_Problem description:_
If a line of the data contains the word "tenant", it is counted; report how many such lines there are and nothing else.

**********

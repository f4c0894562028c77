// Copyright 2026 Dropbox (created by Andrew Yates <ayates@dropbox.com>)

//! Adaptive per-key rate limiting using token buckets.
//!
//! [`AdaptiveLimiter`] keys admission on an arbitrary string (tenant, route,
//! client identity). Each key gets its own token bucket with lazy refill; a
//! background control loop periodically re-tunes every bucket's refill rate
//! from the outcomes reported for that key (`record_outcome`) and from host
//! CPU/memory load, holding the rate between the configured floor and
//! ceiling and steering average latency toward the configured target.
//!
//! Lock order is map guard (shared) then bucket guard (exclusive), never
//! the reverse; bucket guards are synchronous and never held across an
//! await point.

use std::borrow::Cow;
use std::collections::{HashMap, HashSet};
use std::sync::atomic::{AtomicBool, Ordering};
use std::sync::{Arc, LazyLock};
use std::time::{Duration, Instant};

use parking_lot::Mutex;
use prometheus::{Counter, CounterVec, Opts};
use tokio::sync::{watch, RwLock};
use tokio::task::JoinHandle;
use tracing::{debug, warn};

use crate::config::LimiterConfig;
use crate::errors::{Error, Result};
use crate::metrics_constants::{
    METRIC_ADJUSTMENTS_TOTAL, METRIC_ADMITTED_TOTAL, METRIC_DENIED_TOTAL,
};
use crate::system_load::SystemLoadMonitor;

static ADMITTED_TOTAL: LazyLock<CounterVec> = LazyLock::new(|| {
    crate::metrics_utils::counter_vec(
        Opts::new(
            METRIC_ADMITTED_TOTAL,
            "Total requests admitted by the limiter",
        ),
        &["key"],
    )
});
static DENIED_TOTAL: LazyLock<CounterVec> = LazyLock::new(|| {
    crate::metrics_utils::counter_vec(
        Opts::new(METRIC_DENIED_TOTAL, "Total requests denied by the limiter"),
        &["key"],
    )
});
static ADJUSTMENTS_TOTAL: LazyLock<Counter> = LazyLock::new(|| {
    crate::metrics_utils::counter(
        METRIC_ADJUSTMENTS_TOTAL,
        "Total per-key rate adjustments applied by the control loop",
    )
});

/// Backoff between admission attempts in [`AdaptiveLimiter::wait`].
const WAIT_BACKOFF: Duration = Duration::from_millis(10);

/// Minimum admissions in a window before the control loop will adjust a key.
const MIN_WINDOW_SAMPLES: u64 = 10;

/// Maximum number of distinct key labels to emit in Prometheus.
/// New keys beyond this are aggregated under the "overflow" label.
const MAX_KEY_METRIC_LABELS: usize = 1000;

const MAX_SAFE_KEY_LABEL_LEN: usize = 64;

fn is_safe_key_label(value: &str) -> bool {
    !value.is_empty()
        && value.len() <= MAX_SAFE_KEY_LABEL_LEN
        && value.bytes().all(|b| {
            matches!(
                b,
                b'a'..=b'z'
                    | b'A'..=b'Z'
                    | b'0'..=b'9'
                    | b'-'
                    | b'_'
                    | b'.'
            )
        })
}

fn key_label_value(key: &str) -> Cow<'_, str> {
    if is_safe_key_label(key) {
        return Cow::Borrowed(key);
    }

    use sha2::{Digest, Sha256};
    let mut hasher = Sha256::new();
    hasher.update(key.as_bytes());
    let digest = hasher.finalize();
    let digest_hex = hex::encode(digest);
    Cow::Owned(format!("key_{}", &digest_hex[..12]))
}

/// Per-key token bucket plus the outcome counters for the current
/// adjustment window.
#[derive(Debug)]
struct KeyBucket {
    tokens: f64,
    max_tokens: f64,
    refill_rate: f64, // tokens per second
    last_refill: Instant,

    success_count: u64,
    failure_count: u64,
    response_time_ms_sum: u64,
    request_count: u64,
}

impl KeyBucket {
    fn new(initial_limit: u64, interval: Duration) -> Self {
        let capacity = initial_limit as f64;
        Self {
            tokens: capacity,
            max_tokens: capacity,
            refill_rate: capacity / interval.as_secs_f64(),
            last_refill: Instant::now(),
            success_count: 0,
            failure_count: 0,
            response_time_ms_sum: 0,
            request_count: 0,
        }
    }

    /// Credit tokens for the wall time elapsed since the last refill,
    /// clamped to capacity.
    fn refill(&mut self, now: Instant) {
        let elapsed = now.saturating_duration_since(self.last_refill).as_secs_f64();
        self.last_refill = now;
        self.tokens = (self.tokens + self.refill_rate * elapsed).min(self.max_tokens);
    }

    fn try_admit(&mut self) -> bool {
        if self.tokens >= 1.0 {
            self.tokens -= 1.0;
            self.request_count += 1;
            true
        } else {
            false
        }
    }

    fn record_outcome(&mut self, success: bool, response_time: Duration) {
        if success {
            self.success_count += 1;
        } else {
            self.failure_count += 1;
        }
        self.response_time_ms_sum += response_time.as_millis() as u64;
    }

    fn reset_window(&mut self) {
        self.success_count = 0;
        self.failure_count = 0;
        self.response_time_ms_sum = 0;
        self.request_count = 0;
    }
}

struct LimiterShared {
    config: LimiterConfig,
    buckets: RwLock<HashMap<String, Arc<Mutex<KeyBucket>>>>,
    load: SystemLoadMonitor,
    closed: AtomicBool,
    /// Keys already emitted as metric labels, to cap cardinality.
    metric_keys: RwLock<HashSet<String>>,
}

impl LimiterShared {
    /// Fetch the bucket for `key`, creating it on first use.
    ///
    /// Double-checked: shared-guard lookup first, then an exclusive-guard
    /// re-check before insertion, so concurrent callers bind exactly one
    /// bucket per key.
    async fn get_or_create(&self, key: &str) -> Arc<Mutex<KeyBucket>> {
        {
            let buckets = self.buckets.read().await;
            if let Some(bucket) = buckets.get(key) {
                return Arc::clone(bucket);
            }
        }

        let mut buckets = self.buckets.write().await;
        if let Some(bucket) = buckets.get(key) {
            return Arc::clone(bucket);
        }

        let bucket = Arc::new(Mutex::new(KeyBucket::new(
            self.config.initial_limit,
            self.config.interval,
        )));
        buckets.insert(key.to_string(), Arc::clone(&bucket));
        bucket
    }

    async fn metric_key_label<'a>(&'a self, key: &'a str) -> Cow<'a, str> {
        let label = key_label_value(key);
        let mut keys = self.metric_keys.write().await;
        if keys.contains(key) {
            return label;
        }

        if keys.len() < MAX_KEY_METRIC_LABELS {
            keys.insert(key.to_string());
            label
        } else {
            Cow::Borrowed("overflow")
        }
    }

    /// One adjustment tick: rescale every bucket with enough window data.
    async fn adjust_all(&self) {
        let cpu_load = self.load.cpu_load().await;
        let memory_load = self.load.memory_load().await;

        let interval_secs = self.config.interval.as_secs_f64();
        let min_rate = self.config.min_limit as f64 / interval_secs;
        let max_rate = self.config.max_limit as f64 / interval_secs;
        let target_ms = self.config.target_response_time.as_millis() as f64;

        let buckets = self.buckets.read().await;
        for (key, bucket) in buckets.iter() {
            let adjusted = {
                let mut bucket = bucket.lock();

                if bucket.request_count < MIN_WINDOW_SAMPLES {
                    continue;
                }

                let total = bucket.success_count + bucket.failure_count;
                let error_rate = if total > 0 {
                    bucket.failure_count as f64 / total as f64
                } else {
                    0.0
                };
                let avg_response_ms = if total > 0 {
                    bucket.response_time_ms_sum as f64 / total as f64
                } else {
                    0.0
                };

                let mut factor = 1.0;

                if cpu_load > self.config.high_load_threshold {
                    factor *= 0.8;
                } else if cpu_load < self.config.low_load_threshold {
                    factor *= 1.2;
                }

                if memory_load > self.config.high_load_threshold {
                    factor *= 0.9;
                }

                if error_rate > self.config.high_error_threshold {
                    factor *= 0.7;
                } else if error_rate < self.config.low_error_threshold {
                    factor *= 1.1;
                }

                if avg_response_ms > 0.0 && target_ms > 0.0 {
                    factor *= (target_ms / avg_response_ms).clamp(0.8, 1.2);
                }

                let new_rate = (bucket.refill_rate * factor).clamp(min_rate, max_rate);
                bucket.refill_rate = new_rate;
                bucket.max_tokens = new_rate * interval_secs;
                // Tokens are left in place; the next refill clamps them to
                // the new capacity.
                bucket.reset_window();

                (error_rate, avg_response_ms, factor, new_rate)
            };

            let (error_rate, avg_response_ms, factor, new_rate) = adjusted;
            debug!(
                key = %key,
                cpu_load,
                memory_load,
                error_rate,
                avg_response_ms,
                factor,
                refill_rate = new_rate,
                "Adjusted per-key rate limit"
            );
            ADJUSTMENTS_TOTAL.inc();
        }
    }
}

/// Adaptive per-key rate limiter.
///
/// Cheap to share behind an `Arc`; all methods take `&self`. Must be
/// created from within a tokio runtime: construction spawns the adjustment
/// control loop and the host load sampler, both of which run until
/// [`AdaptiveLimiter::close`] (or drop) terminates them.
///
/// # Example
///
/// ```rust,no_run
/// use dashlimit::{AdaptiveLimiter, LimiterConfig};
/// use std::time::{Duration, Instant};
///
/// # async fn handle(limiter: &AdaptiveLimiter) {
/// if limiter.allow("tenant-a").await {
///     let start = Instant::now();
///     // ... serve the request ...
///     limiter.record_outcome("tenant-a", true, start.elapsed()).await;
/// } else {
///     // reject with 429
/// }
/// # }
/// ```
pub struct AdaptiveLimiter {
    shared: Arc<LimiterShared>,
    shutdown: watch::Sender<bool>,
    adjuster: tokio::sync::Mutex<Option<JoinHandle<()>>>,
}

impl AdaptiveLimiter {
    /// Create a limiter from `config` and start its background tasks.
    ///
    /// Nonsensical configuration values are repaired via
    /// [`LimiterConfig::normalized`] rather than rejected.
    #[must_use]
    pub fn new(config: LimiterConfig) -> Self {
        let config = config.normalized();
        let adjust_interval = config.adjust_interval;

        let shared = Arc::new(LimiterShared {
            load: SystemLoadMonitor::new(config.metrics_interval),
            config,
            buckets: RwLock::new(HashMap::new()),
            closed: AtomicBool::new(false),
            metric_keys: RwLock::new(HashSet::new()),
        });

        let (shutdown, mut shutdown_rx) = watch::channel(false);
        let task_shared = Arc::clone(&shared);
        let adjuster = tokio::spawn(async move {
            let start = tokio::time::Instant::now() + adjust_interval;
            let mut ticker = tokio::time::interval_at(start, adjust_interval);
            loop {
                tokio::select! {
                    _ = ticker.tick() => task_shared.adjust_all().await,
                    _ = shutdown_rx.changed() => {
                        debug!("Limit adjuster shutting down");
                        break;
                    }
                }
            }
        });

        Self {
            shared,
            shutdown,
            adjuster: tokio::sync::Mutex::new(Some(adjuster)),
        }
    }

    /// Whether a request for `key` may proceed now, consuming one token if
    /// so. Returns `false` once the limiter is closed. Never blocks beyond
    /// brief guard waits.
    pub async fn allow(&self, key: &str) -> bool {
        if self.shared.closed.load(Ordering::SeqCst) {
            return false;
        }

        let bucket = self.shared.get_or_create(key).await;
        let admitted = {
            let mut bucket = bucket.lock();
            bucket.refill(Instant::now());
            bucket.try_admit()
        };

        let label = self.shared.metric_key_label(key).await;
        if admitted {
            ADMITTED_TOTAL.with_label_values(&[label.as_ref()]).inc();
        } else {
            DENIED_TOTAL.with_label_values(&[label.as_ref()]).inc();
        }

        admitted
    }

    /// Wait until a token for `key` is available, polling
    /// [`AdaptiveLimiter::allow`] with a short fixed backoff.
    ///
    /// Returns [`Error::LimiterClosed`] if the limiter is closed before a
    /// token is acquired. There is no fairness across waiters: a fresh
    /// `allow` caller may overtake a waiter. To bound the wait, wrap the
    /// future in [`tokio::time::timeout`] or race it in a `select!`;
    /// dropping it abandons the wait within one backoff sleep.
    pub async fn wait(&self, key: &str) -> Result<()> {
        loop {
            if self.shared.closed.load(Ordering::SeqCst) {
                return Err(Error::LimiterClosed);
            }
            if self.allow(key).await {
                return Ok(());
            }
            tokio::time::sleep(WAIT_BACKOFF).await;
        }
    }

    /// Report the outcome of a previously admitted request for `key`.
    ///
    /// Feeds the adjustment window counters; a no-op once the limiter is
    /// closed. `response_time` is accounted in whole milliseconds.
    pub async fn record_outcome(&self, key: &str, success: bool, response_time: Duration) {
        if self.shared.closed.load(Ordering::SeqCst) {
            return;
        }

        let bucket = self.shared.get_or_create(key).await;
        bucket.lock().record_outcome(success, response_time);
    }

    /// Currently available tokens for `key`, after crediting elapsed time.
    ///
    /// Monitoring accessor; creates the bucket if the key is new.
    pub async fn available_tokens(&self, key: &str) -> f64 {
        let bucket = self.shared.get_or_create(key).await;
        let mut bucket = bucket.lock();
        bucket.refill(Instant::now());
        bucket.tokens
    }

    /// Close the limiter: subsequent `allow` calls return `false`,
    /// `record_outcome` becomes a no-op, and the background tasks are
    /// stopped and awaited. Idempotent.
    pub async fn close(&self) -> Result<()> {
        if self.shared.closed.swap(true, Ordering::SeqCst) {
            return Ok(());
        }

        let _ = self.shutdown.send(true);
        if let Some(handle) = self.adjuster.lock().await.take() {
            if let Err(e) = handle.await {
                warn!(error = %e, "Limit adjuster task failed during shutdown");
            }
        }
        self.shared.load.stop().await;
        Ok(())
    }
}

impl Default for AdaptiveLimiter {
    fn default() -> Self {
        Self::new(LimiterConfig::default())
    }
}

**********

_Expected answer:_
3